During gastrulation, epiblast cells are pluripotent and their fate is thought to be constrained principally by their position. Cell fate is progressively restricted by localised signalling cues from areas including the primitive streak. However, it is unknown whether this restriction accompanies, at the individual cell level, a reduction in potency. Investigation of these early transition events in vitro is possible via the use of epiblast stem cells (EpiSCs), self-renewing pluripotent cell lines equivalent to the postimplantation epiblast. Strikingly, mouse EpiSCs express gastrulation stage regional markers in self-renewing conditions. Here, we examined the differentiation potential of cells expressing such lineage markers. We show that undifferentiated EpiSC cultures contain a major subfraction of cells with reversible early primitive streak characteristics, which is mutually exclusive to a neural-like fraction. Using in vitro differentiation assays and embryo grafting we demonstrate that primitive streak-like EpiSCs are biased towards mesoderm and endoderm fates while retaining pluripotency.
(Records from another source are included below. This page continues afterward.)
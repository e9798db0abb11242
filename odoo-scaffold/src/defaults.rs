//! Built-in defaults: the standard field template, baseline module metadata,
//! and the starter configuration catalog.

use std::fmt;
use std::str::FromStr;

use serde_json::{json, Value};

use crate::error::Error;
use crate::spec::{DefaultValue, FieldKind, FieldSpec};

/// Baseline addon dependencies when the configuration declares none.
pub const DEFAULT_DEPENDS: [&str; 2] = ["base", "mail"];

/// Access group granted rights when a model declares none.
pub const DEFAULT_SECURITY_GROUP: &str = "base.group_user";

/// Default Odoo-style version string.
pub const DEFAULT_VERSION: &str = "17.0.1.0.0";

/// Default app-store category.
pub const DEFAULT_CATEGORY: &str = "Custom";

/// Default author line.
pub const DEFAULT_AUTHOR: &str = "Odoo Scaffold";

/// Default website URL.
pub const DEFAULT_WEBSITE: &str = "https://github.com";

/// Default license identifier.
pub const DEFAULT_LICENSE: &str = "LGPL-3";

/// Default menu ordering weight.
pub const DEFAULT_SEQUENCE: u32 = 100;

/// The fields appended to every model unless already declared or opted out.
///
/// Currently a single `active` boolean enabling the archive workflow.
#[must_use]
pub fn default_fields() -> Vec<FieldSpec> {
    let mut active = FieldSpec::new("active", FieldKind::Boolean);
    active.label = "Active".to_string();
    active.default = Some(DefaultValue::Literal(Value::Bool(true)));
    active.help = Some("Uncheck to archive this record".to_string());
    vec![active]
}

/// The available starter configuration templates.
#[derive(Debug, Clone, Copy, PartialEq, Eq)]
pub enum StarterKind {
    /// A minimal single-model module.
    Basic,
    /// A CRM extension with a custom lead model.
    Crm,
    /// An inventory module with a product category model.
    Inventory,
    /// An HR module with an employee-skill model.
    Hr,
}

impl StarterKind {
    /// All starter kinds, in listing order.
    pub const ALL: [Self; 4] = [Self::Basic, Self::Crm, Self::Inventory, Self::Hr];

    /// The name accepted on the command line.
    #[must_use]
    pub const fn as_str(self) -> &'static str {
        match self {
            Self::Basic => "basic",
            Self::Crm => "crm",
            Self::Inventory => "inventory",
            Self::Hr => "hr",
        }
    }

    /// One-line description for listings.
    #[must_use]
    pub const fn description(self) -> &'static str {
        match self {
            Self::Basic => "Minimal module with one simple model",
            Self::Crm => "CRM extension with a custom lead model",
            Self::Inventory => "Inventory module with a product category model",
            Self::Hr => "HR module with an employee skill model",
        }
    }
}

impl fmt::Display for StarterKind {
    fn fmt(&self, f: &mut fmt::Formatter<'_>) -> fmt::Result {
        f.write_str(self.as_str())
    }
}

impl FromStr for StarterKind {
    type Err = Error;

    fn from_str(raw: &str) -> Result<Self, Self::Err> {
        match raw {
            "basic" => Ok(Self::Basic),
            "crm" => Ok(Self::Crm),
            "inventory" => Ok(Self::Inventory),
            "hr" => Ok(Self::Hr),
            other => Err(Error::config(format!(
                "unknown starter template `{other}` (available: basic, crm, inventory, hr)"
            ))),
        }
    }
}

/// The canned configuration document for a starter kind.
#[must_use]
pub fn starter_config(kind: StarterKind) -> Value {
    match kind {
        StarterKind::Basic => json!({
            "module": {
                "name": "My Custom Module",
                "version": DEFAULT_VERSION,
                "category": "Custom",
                "description": "Module generated with odoo-scaffold",
                "author": "My Company",
                "depends": ["base", "mail"]
            },
            "models": [{
                "name": "x_my_model",
                "description": "My Model",
                "fields": [
                    {"name": "name", "type": "char", "label": "Name",
                     "required": true, "size": 100},
                    {"name": "description", "type": "text", "label": "Description"},
                    {"name": "start_date", "type": "date", "label": "Start Date",
                     "default": "fields.Date.context_today"}
                ]
            }]
        }),
        StarterKind::Crm => json!({
            "module": {
                "name": "Custom CRM",
                "category": "Sales/CRM",
                "description": "CRM module with custom lead tracking",
                "depends": ["base", "mail", "crm"]
            },
            "models": [{
                "name": "crm.lead.custom",
                "description": "Custom Lead",
                "inherit": ["crm.lead"],
                "fields": [
                    {"name": "custom_source", "type": "selection",
                     "label": "Custom Source",
                     "selection": [
                         ["website", "Website"],
                         ["social", "Social Media"],
                         ["referral", "Referral"],
                         ["other", "Other"]
                     ]},
                    {"name": "follow_up_date", "type": "date", "label": "Follow-up Date"}
                ]
            }]
        }),
        StarterKind::Inventory => json!({
            "module": {
                "name": "Custom Inventory",
                "category": "Inventory/Inventory",
                "description": "Inventory module with custom product categories",
                "depends": ["base", "mail", "stock"]
            },
            "models": [{
                "name": "stock.custom.category",
                "description": "Custom Product Category",
                "fields": [
                    {"name": "name", "type": "char", "label": "Category Name",
                     "required": true},
                    {"name": "code", "type": "char", "label": "Code", "size": 20},
                    {"name": "description", "type": "text", "label": "Description"}
                ]
            }]
        }),
        StarterKind::Hr => json!({
            "module": {
                "name": "Custom HR",
                "category": "Human Resources",
                "description": "HR module with employee skill tracking",
                "depends": ["base", "mail", "hr"]
            },
            "models": [{
                "name": "hr.employee.skill",
                "description": "Employee Skill",
                "fields": [
                    {"name": "name", "type": "char", "label": "Skill Name",
                     "required": true},
                    {"name": "employee_id", "type": "many2one", "label": "Employee",
                     "comodel_name": "hr.employee", "required": true},
                    {"name": "level", "type": "selection", "label": "Level",
                     "selection": [
                         ["beginner", "Beginner"],
                         ["intermediate", "Intermediate"],
                         ["advanced", "Advanced"],
                         ["expert", "Expert"]
                     ]}
                ]
            }]
        }),
    }
}

#[cfg(test)]
mod tests {
    use super::*;

    #[test]
    fn default_fields_carry_active() {
        let fields = default_fields();
        assert_eq!(fields.len(), 1);
        assert_eq!(fields[0].name, "active");
        assert_eq!(fields[0].kind, FieldKind::Boolean);
        assert_eq!(
            fields[0].default,
            Some(DefaultValue::Literal(Value::Bool(true)))
        );
    }

    #[test]
    fn starter_kind_round_trips() {
        for kind in StarterKind::ALL {
            assert_eq!(kind.as_str().parse::<StarterKind>().unwrap(), kind);
        }
        assert!("warehouse".parse::<StarterKind>().is_err());
    }

    #[test]
    fn starter_configs_are_parseable() {
        for kind in StarterKind::ALL {
            let config = starter_config(kind);
            let models = config["models"].as_array().unwrap();
            assert!(!models.is_empty());
            let parsed = crate::spec::parse_models(models).unwrap();
            assert!(parsed[0].has_active_field());
        }
    }
}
The acquisition of primitive streak characteristics by self-renewing EpiSCs is mediated by endogenous Wnt signalling. Elevation of Wnt activity promotes restriction towards primitive streak-associated lineages with mesendodermal and neuromesodermal characteristics. Collectively, our data suggest that EpiSC pluripotency encompasses a range of reversible lineage-biased states reflecting the birth of pioneer lineage precursors from a pool of uncommitted EpiSCs similar to the earliest cell fate restriction events taking place in the gastrula stage epiblast.